In downtown LA, Quotidian offered COLLAPse, featuring the works of artists Rodney McMillian, Rosalyn Myles, Miguel Osuna, Jenny Hager, Charles Dickson, April Banks, Joe Davidson, Ana Rodriguez and Roy Thurston. California-based artists’ works here came in a variety of mediums: Hager’s large-scale vibrant abstracts gathered a crowd, as did Dickson’s found-materials sculpture. The sculpture, which took the floor just inside the gallery entrance, gathered a crowd around the affable Dickson, who posed for photos with his fans and demurred when receiving compliments on his always innovative work.

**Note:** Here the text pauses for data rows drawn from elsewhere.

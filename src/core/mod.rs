//! Core rules of the game
//!
//! Letter classification, guess scoring and game state. Nothing here does
//! I/O: words come from an injected `WordSource`.

mod config;
mod error;
mod game;
mod guess;
mod letter;

pub use config::{DEFAULT_MAX_GUESSES, GameConfig};
pub use error::{ConfigError, GuessError};
pub use game::{Game, Outcome};
pub use guess::{Guess, ScoringRule};
pub use letter::{Letter, LetterStatus, build_letter};
//! Embedded word lists
//!
//! Word lists compiled into the binary at build time.

include!(concat!(env!("OUT_DIR"), "/answers.rs"));
include!(concat!(env!("OUT_DIR"), "/allowed.rs"));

And at the Brewery’s Shoebox Projects, Debbie Korbel presented her Strange Circus of sculptures that included clowns, copulating animals, and poignant freak-show figures. Guests enjoyed kettle corn, freshly-made “Unicorn” popcorn, and pink plastic flutes of champagne while taking in the show: no ringmaster regulated the lively opening. In The Closet: original $10 postcard art from a wide range of local artists; sales from the postcards benefitted the ACLU, Planned Parenthood and the Trevor Project, and drew strong interest.